Usage: gcloud config set SECTION/PROPERTY VALUE [optional flags]
  optional flags may be  --help | --installation

For detailed information on this command and its flags, run:
  gcloud config set --help


#### Region

You can also change the `REGION` variable used by Vertex AI. Learn more about [Vertex AI regions](https://cloud.google.com/vertex-ai/docs/general/locations).

In [3]:
REGION = "europe-west1" 

### Authenticate your Google Cloud account


**Inside the workstation terminal, type following command:** </br>

<code>! gcloud auth login</code>

### Create a Cloud Storage bucket

Create a storage bucket to store intermediate artifacts such as datasets.

In [4]:
BUCKET_URI = f"gs://{PROJECT_ID}-big-frames-bucket"

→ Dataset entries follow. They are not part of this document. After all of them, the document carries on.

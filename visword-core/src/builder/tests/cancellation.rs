use std::sync::Arc;

use super::{codec, config, live_docs, store_with};
use crate::builder::VocabularyBuilder;
use crate::error::Error;
use crate::progress::{CancellationToken, Phase, ProgressReporter};
use crate::store::DocumentStore;

/// Cancels the pass as soon as `phase` is reported
struct CancelAt {
    phase: Phase,
    token: CancellationToken,
}

impl ProgressReporter for CancelAt {
    fn report(&self, phase: Phase, _percent: u8) {
        if phase == self.phase {
            self.token.cancel();
        }
    }
}

#[test]
fn test_cancelled_before_start() {
    let dir = tempfile::tempdir().unwrap();
    let token = CancellationToken::new();
    token.cancel();
    let builder = VocabularyBuilder::new(store_with(&[4, 4], 2), config(dir.path(), 2), codec())
        .unwrap()
        .with_cancellation(token);

    assert!(matches!(
        builder.build_vocabulary_and_encode(),
        Err(Error::Cancelled)
    ));
    assert!(!builder.vocabulary_path().exists());
}

#[test]
fn test_cancel_during_clustering_writes_no_vocabulary() {
    let dir = tempfile::tempdir().unwrap();
    let token = CancellationToken::new();
    let builder = VocabularyBuilder::new(store_with(&[4, 4, 4], 2), config(dir.path(), 2), codec())
        .unwrap()
        .with_cancellation(token.clone())
        .with_reporter(Arc::new(CancelAt {
            phase: Phase::Clustering,
            token,
        }));

    assert!(matches!(
        builder.build_vocabulary_and_encode(),
        Err(Error::Cancelled)
    ));
    assert!(!builder.vocabulary_path().exists());
}

#[test]
fn test_cancel_during_encoding_does_not_commit() {
    let dir = tempfile::tempdir().unwrap();
    let store = store_with(&[4, 4, 4, 4, 4, 4], 2);
    let token = CancellationToken::new();
    let builder = VocabularyBuilder::new(store.clone(), config(dir.path(), 2), codec())
        .unwrap()
        .with_cancellation(token.clone())
        .with_reporter(Arc::new(CancelAt {
            phase: Phase::Encoding,
            token,
        }));

    assert!(matches!(
        builder.build_vocabulary_and_encode(),
        Err(Error::Cancelled)
    ));
    assert!(!store.has_uncommitted_changes());
    assert_eq!(store.max_doc().unwrap(), 6);
    let vw = builder.key().fields().visual_words;
    assert!(live_docs(&store).values().all(|d| d.get_first(&vw).is_none()));
}
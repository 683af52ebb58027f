//! Single-threaded k-means

use rand::SeedableRng;
use rand::rngs::StdRng;

use super::lloyd::LloydState;
use super::{ClusteringEngine, Seeding};
use crate::DocId;
use crate::error::Result;
use crate::features::{Distance, LocalFeatureSet};
use crate::structures::Vocabulary;

/// Lloyd's algorithm on the calling thread
pub struct KMeans {
    state: LloydState,
    seeding: Seeding,
    rng: StdRng,
}

impl KMeans {
    pub fn new(k: usize, distance: Distance) -> Result<Self> {
        Ok(Self {
            state: LloydState::new(k, distance)?,
            seeding: Seeding::default(),
            rng: StdRng::from_os_rng(),
        })
    }

    pub fn with_seeding(mut self, seeding: Seeding) -> Self {
        self.seeding = seeding;
        self
    }

    /// Fix the seeding RNG for reproducible vocabularies
    pub fn with_seed(mut self, seed: u64) -> Self {
        self.rng = StdRng::seed_from_u64(seed);
        self
    }
}

impl ClusteringEngine for KMeans {
    fn add(&mut self, doc: DocId, features: &LocalFeatureSet) -> Result<()> {
        self.state.pool.add(doc, features)
    }

    fn feature_count(&self) -> usize {
        self.state.pool.len()
    }

    fn num_clusters(&self) -> usize {
        self.state.k
    }

    fn init(&mut self) -> Result<()> {
        self.state.init(self.seeding, &mut self.rng)
    }

    fn step(&mut self) -> Result<f64> {
        self.state.ensure_initialized()?;
        let totals = self.state.assign_range(0..self.state.pool.len());
        Ok(self.state.apply(totals))
    }

    fn centers(&self) -> Result<Vocabulary> {
        self.state.vocabulary()
    }
}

**Only if your bucket doesn't already exist**: Run the following cell to create your Cloud Storage bucket.

In [5]:
! gsutil mb -l {REGION} -p {PROJECT_ID} {BUCKET_URI}

CommandException: The mb command requires at least 1 argument. Usage:

  gsutil mb [-b (on|off)] [-c <class>] [-k <key>] [-l <location>] [-p <project>]
            [--autoclass] [--retention <time>] [--pap <setting>]
            [--placement <region1>,<region2>]
            [--rpo (ASYNC_TURBO|DEFAULT)] gs://<bucket_name>...

For additional help run:
  gsutil help mb


### Import libraries and define constants

In [9]:
import vertexai
import vertex_utils as vertex_utils

REMOTE_JOB_NAME = "sdk2-bigframes-sklearn"
REMOTE_JOB_BUCKET = f"{BUCKET_URI}/{REMOTE_JOB_NAME}"


## Initialize Vertex AI SDK for Python

Initialize the Vertex AI SDK for Python for your project and corresponding bucket.

In [None]:
vertexai.init(
    project=PROJECT_ID,
    location=REGION,
    staging_bucket=BUCKET_URI,
)

In [None]:
vertex_helper = vertex_utils.VertexHelper(staging_bucket=BUCKET_URI, remote_job_name=REMOTE_JOB_NAME)

## Prepare the dataset

Now load the Iris dataset and split the data into train and test sets.

In [None]:
import bigframes.pandas as bf
df = bf.read_gbq("bigquery-public-data.ml_datasets.iris")

species_categories = {
    "versicolor": 0,
    "virginica": 1,
    "setosa": 2,
}
df["species"] = df["species"].map(species_categories)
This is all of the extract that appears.